Constate que ni la régularité formelle, ni la recevabilité de l'appel ne sont contestées ;
Au fond :
Rejette l'appel et confirme le jugement entrepris ;
Condamne Madame Y... aux dépens ;
Le Greffier : Le Président :


Synthèse
Tribunal : Cour d'appel de colmar
Formation : Premiere chambre civile - section a
Numéro d'arrêt : 06/01576
Date de la décision : 20/06/2006
Type d'affaire : Civile

Analyses

COMMUNAUTE EUROPEENNE - Règlement n° 1346/2000 du 29 mai 2000

Si le fait de travailler à l'étranger n'est pas exclusif d'une domiciliation en France, c'est à la condition que la fixation des intérêts à une adresse donnée corresponde à une réalité vérifiable.

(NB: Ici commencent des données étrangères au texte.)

use bytes::Bytes;
use polylink_types::Address;

use crate::error::StoreResult;

/// A content-addressed store of raw bytes.
///
/// Implementations must satisfy these invariants:
/// - Content is immutable once written: the same address always yields the
///   same bytes.
/// - `fetch` of an unknown address returns [`StoreError::NotFound`].
/// - The store never interprets object contents.
/// - Implementations are shared across threads, so they must be `Send + Sync`.
///
/// [`StoreError::NotFound`]: crate::StoreError::NotFound
pub trait ContentStore: Send + Sync {
    /// Retrieve the bytes stored under `address`.
    fn fetch(&self, address: &Address) -> StoreResult<Bytes>;

    /// Store `data` and return the address it can be fetched from.
    ///
    /// Writing content that already exists is a no-op returning the same
    /// address.
    fn put(&self, data: &[u8]) -> StoreResult<Address>;
}

/// The address the bundled backends assign to `data`: hex-encoded BLAKE3.
pub fn content_address(data: &[u8]) -> Address {
    Address::from(hex::encode(blake3::hash(data).as_bytes()))
}
//! Lazily resolving views over linked JSON documents.
//!
//! A [`Polymorph`] wraps a raw JSON value that may be, or may contain, links
//! of the form `{"/":"<address>"}`. Accessors treat links and literal values
//! the same way: reading a field returns the eventual value no matter how
//! many links sit between it and the root. Links are fetched from a
//! [`ContentStore`] only when an accessor needs them, and every fetched value
//! is memoized in a [`ResolutionCache`] shared by the whole document tree.
//!
//! ```no_run
//! use std::sync::Arc;
//! use polylink::{InMemoryContentStore, Polymorph, Resolver};
//!
//! let store = Arc::new(InMemoryContentStore::new());
//! let mut doc = Polymorph::new(Resolver::new(store));
//! doc.ingest(r#"{"foo":{"bar":"red"}}"#);
//! assert_eq!(doc.get_string("foo/bar").unwrap(), "red");
//! ```

pub mod config;
pub mod error;
pub mod polymorph;

pub use config::{CacheConfig, PolymorphConfig, StoreConfig};
pub use error::{ConfigError, PolymorphError, PolymorphResult};
pub use polymorph::{Polymorph, PolymorphSeed, PATH_SEPARATOR};

// Re-export key types
pub use polylink_cache::{BoundedCache, InMemoryCache, NoopCache, ResolutionCache};
pub use polylink_resolver::{compute_address, resolve_reference, ResolveError, Resolver};
pub use polylink_store::{ContentStore, FsContentStore, InMemoryContentStore, StoreError};
pub use polylink_types::{assert_link, is_link, link_json, Address, LinkError, Node, RawJson, LINK_KEY};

En application de l'article 3 du règlement CE nº 1346/2000 du 29 mai 2000 relatif aux procédures d'insolvabilité, dès lors que la débitrice n'apporte pas d'éléménts suffisants à prouver son intention réelle de s'installer en France et d'y fixer le centre de ses intérêts principaux, les juridictions françaises ne sont pas compétentes pour ouvrir une procédure d'insolvabilité au bénéfice de la débitrice


Références :

règlement CE nº 1346/2000 du 29 mai 2000, article 3

Décision attaquée : Tribunal de grande instance de Colmar, 10 mars 2006


Origine de la décision
Date de l'import : 28/11/2023
Fonds documentaire ?: Legifrance
Identifiant URN:LEX : urn:lex;fr;cour.appel.colmar;arret;2006-06-20;06.01576 ?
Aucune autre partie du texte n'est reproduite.